The Roman / Fourth Empire never stopped wedging its way as far as it could. So let’s understand that, for the sake of brevity we’re starting with World War “I” in the modern era, but that this is a misnomer, a sleight of hand distraction from the underlying continuous warfare.

The causes of World War I included increased economic competition between nations. In the wake of the Industrial Revolution’s total dependence on oil, the Ottoman Empire, with its vast oil fields in the Middle East, had no shortage of potential partners. The Ottoman–German Alliance between the German Empire and the Ottoman Empire was ratified on August 2, 1914 after the outbreak of World War I to provide Germany safe passage into neighboring British colonies where lay the oil fields.

World War I (28 July 1914 – 11 November 1918) was fought between two coalitions: the Allies (or Entente) –   France, the United Kingdom, Russia, Italy, Japan and (late in the game) the United States, against the Central Powers – German Empire, Austria-Hungary, the Ottoman Empire, and Bulgaria. Fighting took place mainly in Europe and the Middle East.

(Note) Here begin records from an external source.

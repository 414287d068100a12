use std::fmt::Display;

use miette::{miette, Result};

/// A clip found during discovery, eligible for selection.
#[derive(Debug, Clone, PartialEq, Eq)]
pub struct ClipCandidate {
    pub channel: String,
    /// Locator the downloader can resolve, usually the clip URL
    pub clip_ref: String,
    pub views: u64,
}

impl ClipCandidate {
    pub fn new<C: Into<String>, R: Into<String>>(channel: C, clip_ref: R, views: u64) -> Self {
        Self {
            channel: channel.into(),
            clip_ref: clip_ref.into(),
            views,
        }
    }

    /// Build a candidate out of raw recorded values, rejecting malformed ones.
    pub fn from_record(channel: String, clip_ref: String, views: i64) -> Result<Self> {
        if clip_ref.trim().is_empty() {
            return Err(miette!("Candidate of channel '{channel}' has no clip reference"));
        }

        let views = u64::try_from(views)
            .map_err(|_| miette!("Candidate '{clip_ref}' has a negative view count ({views})"))?;

        Ok(Self::new(channel, clip_ref, views))
    }
}

impl Display for ClipCandidate {
    fn fmt(&self, f: &mut std::fmt::Formatter<'_>) -> std::fmt::Result {
        write!(f, "{} ({} views, {})", self.clip_ref, self.views, self.channel)
    }
}
/// Properties of a video stream that must match for stream-copy concatenation
#[derive(Debug, Clone, PartialEq, Eq)]
pub struct VideoStream {
    pub codec: String,
    pub width: u32,
    pub height: u32,
    pub pix_fmt: Option<String>,
}

/// Properties of an audio stream that must match for stream-copy concatenation
#[derive(Debug, Clone, PartialEq, Eq)]
pub struct AudioStream {
    pub codec: String,
    pub sample_rate: Option<u32>,
    pub channels: Option<u32>,
}

/// The first video and audio streams of a media file
#[derive(Debug, Clone, PartialEq, Eq, Default)]
pub struct StreamSignature {
    pub video: Option<VideoStream>,
    pub audio: Option<AudioStream>,
}

impl StreamSignature {
    pub fn is_complete(&self) -> bool {
        self.video.is_some() && self.audio.is_some()
    }

    /// Return the `(video, audio)` codec names if both streams exist
    pub fn codecs(&self) -> Option<(&str, &str)> {
        match (&self.video, &self.audio) {
            (Some(v), Some(a)) => Some((&v.codec, &a.codec)),
            _ => None,
        }
    }
}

The Industrial Revolution’s technological developments in weaponry resulted in an estimated 9 million military dead and 23 million wounded, plus up to 8 million civilian deaths from causes including genocide using airplanes, tanks, chemical weapons, big guns, the machine gun whose deadly potential was demonstrated by killing almost 60,000 British soldiers on the Somme battlefield in one day – submarines, and radios.

The peace treaty ending WWI immediately fragmented into violent revolutions around the world.

Actually, the only way to impress upon our ignorant selves the enormity of the conflict is to list every country in conflict:

List of conflicts

Communist revolutions that started 1917–1924

Left-wing uprisings against the Bolsheviks

Counter-revolutions against USSR that started 1917–1921

Soviet counter-counter-revolutions that started 1918–1919

Other

World War II, 1939-1945, the largest and deadliest conflict in human history, involved more than 50 nations and was fought in nearly every part of the world. World War II was the deadliest military conflict in history. An estimated total of 30 soldiers and 55 million civilians perished, or about 3% of the estimated global population in 1940.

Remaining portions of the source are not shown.